**WHAT IS EXPECTED:** Using the listing that follows, return every line with the word "DocumentUnavailable".

**INFORMATION GIVEN:**
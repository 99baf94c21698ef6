#![allow(dead_code)]

use std::collections::{HashMap, HashSet};
use std::sync::{Arc, Mutex};

use async_trait::async_trait;
use livetree_core::model::{FeedEvent, FeedKind, LiveInfo, Subscription, SubscriptionId};
use livetree_core::{
    DocumentDescriptor, DocumentIndex, DocumentPath, LineSpan, LiveHost, LiveId, LiveTreeError,
    NodeId, PathCasing, Result, SelectionSnapshot, SourceLocation,
};
use livetree_engine::{
    DispatchOutcome, DocumentEvent, DocumentIndexProvider, InspectorSession, MutationDispatcher,
    MutationEnvelope, Providers, SelectionObserver, SourceInfoResolver, SourceTarget, SyncConfig,
};
use tokio::sync::broadcast;

pub const WINDOW: LiveId = LiveId(1);
pub const ROOT_PANEL: LiveId = LiveId(2);
pub const CHILD_BUTTON: LiveId = LiveId(3);
pub const OTHER_BUTTON: LiveId = LiveId(4);
pub const SIDE_PANEL: LiveId = LiveId(5);
pub const SIDE_BUTTON: LiveId = LiveId(6);

pub const TREE: &str = "inspector-tree";
pub const PREVIEW: &str = "source-preview";

pub fn main_path() -> DocumentPath {
    DocumentPath::new("/app/MainWindow.xml", PathCasing::Sensitive)
}

// ---- live host ----

#[derive(Debug, Default)]
pub struct FakeHost {
    infos: HashMap<LiveId, LiveInfo>,
    feeds: HashMap<(LiveId, FeedKind), Vec<LiveId>>,
    subscriptions: HashMap<SubscriptionId, (LiveId, FeedKind)>,
    next_subscription: u64,
}

impl FakeHost {
    pub fn add(&mut self, live: u64, info: LiveInfo) {
        self.infos.insert(LiveId(live), info);
    }

    pub fn feed(&mut self, owner: LiveId, items: &[LiveId]) {
        self.feeds
            .insert((owner, FeedKind::LogicalChildren), items.to_vec());
    }

    /// Remove `child` from `owner`'s logical feed, returning the event to
    /// route
    pub fn remove_child(&mut self, owner: LiveId, child: LiveId) -> Option<(SubscriptionId, FeedEvent)> {
        let key = (owner, FeedKind::LogicalChildren);
        self.feeds.get_mut(&key)?.retain(|c| *c != child);
        let sub = self
            .subscriptions
            .iter()
            .find(|(_, v)| **v == key)
            .map(|(k, _)| *k)?;
        Some((sub, FeedEvent::Removed { items: vec![child] }))
    }
}

impl LiveHost for FakeHost {
    fn info(&self, live: LiveId) -> Option<LiveInfo> {
        self.infos.get(&live).cloned()
    }

    fn subscribe(&mut self, live: LiveId, feed: FeedKind) -> Option<Subscription> {
        let items = self.feeds.get(&(live, feed))?.clone();
        self.next_subscription += 1;
        let id = SubscriptionId(self.next_subscription);
        self.subscriptions.insert(id, (live, feed));
        Some(Subscription { id, items })
    }

    fn unsubscribe(&mut self, subscription: SubscriptionId) {
        self.subscriptions.remove(&subscription);
    }
}

// ---- document provider ----

/// Documents filed under the path as reported, like files on disk
pub struct InMemoryDocuments {
    indexes: Mutex<HashMap<String, Arc<DocumentIndex>>>,
    unavailable: Mutex<HashSet<String>>,
    pub invalidated: Mutex<Vec<DocumentPath>>,
    pub invalidated_all: Mutex<usize>,
    events: broadcast::Sender<DocumentEvent>,
}

impl InMemoryDocuments {
    pub fn new() -> Self {
        let (events, _) = broadcast::channel(16);
        Self {
            indexes: Mutex::new(HashMap::new()),
            unavailable: Mutex::new(HashSet::new()),
            invalidated: Mutex::new(Vec::new()),
            invalidated_all: Mutex::new(0),
            events,
        }
    }

    pub fn put(&self, index: DocumentIndex) {
        self.indexes
            .lock()
            .unwrap()
            .insert(index.path().as_str().to_string(), Arc::new(index));
    }

    pub fn make_unavailable(&self, path: &DocumentPath) {
        self.unavailable
            .lock()
            .unwrap()
            .insert(path.as_str().to_string());
    }

    /// Replace the index and announce the change
    pub fn reparse(&self, index: DocumentIndex) -> DocumentEvent {
        let event = DocumentEvent::Changed(index.path().clone());
        self.put(index);
        let _ = self.events.send(event.clone());
        event
    }
}

#[async_trait]
impl DocumentIndexProvider for InMemoryDocuments {
    async fn get_index(&self, path: &DocumentPath) -> Result<Arc<DocumentIndex>> {
        if self.unavailable.lock().unwrap().contains(path.as_str()) {
            return Err(LiveTreeError::DocumentUnavailable {
                path: path.as_str().to_string(),
                reason: "parse failed".to_string(),
            });
        }
        self.indexes
            .lock()
            .unwrap()
            .get(path.as_str())
            .cloned()
            .ok_or_else(|| LiveTreeError::DocumentUnavailable {
                path: path.as_str().to_string(),
                reason: "unknown document".to_string(),
            })
    }

    async fn invalidate(&self, path: &DocumentPath) {
        self.invalidated.lock().unwrap().push(path.clone());
    }

    async fn invalidate_all(&self) {
        *self.invalidated_all.lock().unwrap() += 1;
    }

    fn events(&self) -> broadcast::Receiver<DocumentEvent> {
        self.events.subscribe()
    }
}

// ---- dispatcher ----

pub struct RecordingDispatcher {
    pub envelopes: Mutex<Vec<MutationEnvelope>>,
    pub next: Mutex<DispatchOutcome>,
    pub history: Mutex<usize>,
}

impl RecordingDispatcher {
    pub fn new() -> Self {
        Self {
            envelopes: Mutex::new(Vec::new()),
            next: Mutex::new(DispatchOutcome::success()),
            history: Mutex::new(0),
        }
    }

    pub fn answer(&self, outcome: DispatchOutcome) {
        *self.next.lock().unwrap() = outcome;
    }
}

#[async_trait]
impl MutationDispatcher for RecordingDispatcher {
    async fn dispatch(&self, envelope: MutationEnvelope) -> Result<DispatchOutcome> {
        self.envelopes.lock().unwrap().push(envelope);
        let outcome = self.next.lock().unwrap().clone();
        if outcome.status == livetree_engine::DispatchStatus::Success {
            *self.history.lock().unwrap() += 1;
        }
        Ok(outcome)
    }

    async fn undo(&self) -> Result<DispatchOutcome> {
        let mut history = self.history.lock().unwrap();
        *history = history.saturating_sub(1);
        Ok(DispatchOutcome::success())
    }

    async fn redo(&self) -> Result<DispatchOutcome> {
        Ok(DispatchOutcome::success())
    }

    fn can_undo(&self) -> bool {
        *self.history.lock().unwrap() > 0
    }

    fn can_redo(&self) -> bool {
        false
    }
}

// ---- source info ----

#[derive(Default)]
pub struct StaticSources {
    locations: HashMap<LiveId, SourceLocation>,
}

#[async_trait]
impl SourceInfoResolver for StaticSources {
    async fn resolve(&self, target: &SourceTarget) -> Result<Option<SourceLocation>> {
        match target {
            SourceTarget::Node(live) => Ok(self.locations.get(live).cloned()),
            SourceTarget::Member { .. } => Ok(None),
        }
    }
}

// ---- observer ----

pub struct RecordingObserver {
    owner: String,
    pub seen: Mutex<Vec<(SelectionSnapshot, String)>>,
}

impl RecordingObserver {
    pub fn new(owner: &str) -> Arc<Self> {
        Arc::new(Self {
            owner: owner.to_string(),
            seen: Mutex::new(Vec::new()),
        })
    }

    pub fn last(&self) -> Option<SelectionSnapshot> {
        self.seen.lock().unwrap().last().map(|(s, _)| s.clone())
    }

    pub fn count(&self) -> usize {
        self.seen.lock().unwrap().len()
    }
}

impl SelectionObserver for RecordingObserver {
    fn owner(&self) -> &str {
        &self.owner
    }

    fn on_selection(&self, snapshot: &SelectionSnapshot, origin: &str) {
        self.seen
            .lock()
            .unwrap()
            .push((snapshot.clone(), origin.to_string()));
    }
}

// ---- fixture ----

/// Window > RootPanel > [ChildButton, Button], Window > SidePanel > [Button]
pub fn main_index(revision: u64) -> DocumentIndex {
    DocumentIndex::new(
        main_path(),
        revision,
        vec![
            DocumentDescriptor::new("w", vec![], "Window", LineSpan::new(1, 20)),
            DocumentDescriptor::new("rp", vec![0], "StackPanel", LineSpan::new(2, 8))
                .with_name("RootPanel")
                .with_content_hash("h-rp"),
            DocumentDescriptor::new("cb", vec![0, 0], "Button", LineSpan::new(3, 3))
                .with_name("ChildButton")
                .with_content_hash("h-cb"),
            DocumentDescriptor::new("ob", vec![0, 1], "Button", LineSpan::new(4, 4)),
            DocumentDescriptor::new("sp", vec![1], "StackPanel", LineSpan::new(9, 12)),
            DocumentDescriptor::new("sb", vec![1, 0], "Button", LineSpan::new(10, 10)),
        ],
    )
}

pub struct Fixture {
    pub host: FakeHost,
    pub session: InspectorSession,
    pub documents: Arc<InMemoryDocuments>,
    pub dispatcher: Arc<RecordingDispatcher>,
    pub preview: Arc<RecordingObserver>,
    pub panel: Arc<RecordingObserver>,
}

impl Fixture {
    /// Attached tree with the window's location primed
    pub async fn new() -> Self {
        Self::with_config(SyncConfig {
            path_casing: livetree_engine::CasingSetting::Sensitive,
            ..SyncConfig::default()
        })
        .await
    }

    pub async fn with_config(config: SyncConfig) -> Self {
        let mut host = FakeHost::default();
        host.add(1, LiveInfo::new("Window").markup());
        host.add(2, LiveInfo::new("StackPanel").named("RootPanel").markup());
        host.add(3, LiveInfo::new("Button").named("ChildButton").markup());
        host.add(4, LiveInfo::new("Button").markup());
        host.add(5, LiveInfo::new("StackPanel").markup());
        host.add(6, LiveInfo::new("Button").markup());
        host.feed(WINDOW, &[ROOT_PANEL, SIDE_PANEL]);
        host.feed(ROOT_PANEL, &[CHILD_BUTTON, OTHER_BUTTON]);
        host.feed(SIDE_PANEL, &[SIDE_BUTTON]);

        let documents = Arc::new(InMemoryDocuments::new());
        documents.put(main_index(1));
        let dispatcher = Arc::new(RecordingDispatcher::new());
        let mut sources = StaticSources::default();
        sources.locations.insert(
            WINDOW,
            SourceLocation::new(main_path(), LineSpan::new(1, 20)),
        );

        let providers = Providers {
            documents: documents.clone(),
            dispatcher: dispatcher.clone(),
            sources: Arc::new(sources),
        };
        let mut session = InspectorSession::new(config, providers);
        session.attach(&mut host, WINDOW).unwrap();
        session.prime_locations().await;

        let preview = RecordingObserver::new(PREVIEW);
        let panel = RecordingObserver::new("property-panel");
        session.register_observer(&(preview.clone() as Arc<dyn SelectionObserver>));
        session.register_observer(&(panel.clone() as Arc<dyn SelectionObserver>));

        Self {
            host,
            session,
            documents,
            dispatcher,
            preview,
            panel,
        }
    }

    pub fn node(&self, live: LiveId) -> NodeId {
        self.session.model().find_live(live).unwrap()
    }

    /// Snapshot an external observer would send for descriptor `id`
    pub fn request(&self, id: &str) -> SelectionSnapshot {
        let index = main_index(1);
        let descriptor = index
            .get(&livetree_core::DescriptorId::new(id))
            .unwrap();
        SelectionSnapshot::for_descriptor(main_path(), descriptor)
    }
}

**RESPONSE FOR THIS EXERCISE:**
            return Err(LiveTreeError::DocumentUnavailable {
            .ok_or_else(|| LiveTreeError::DocumentUnavailable {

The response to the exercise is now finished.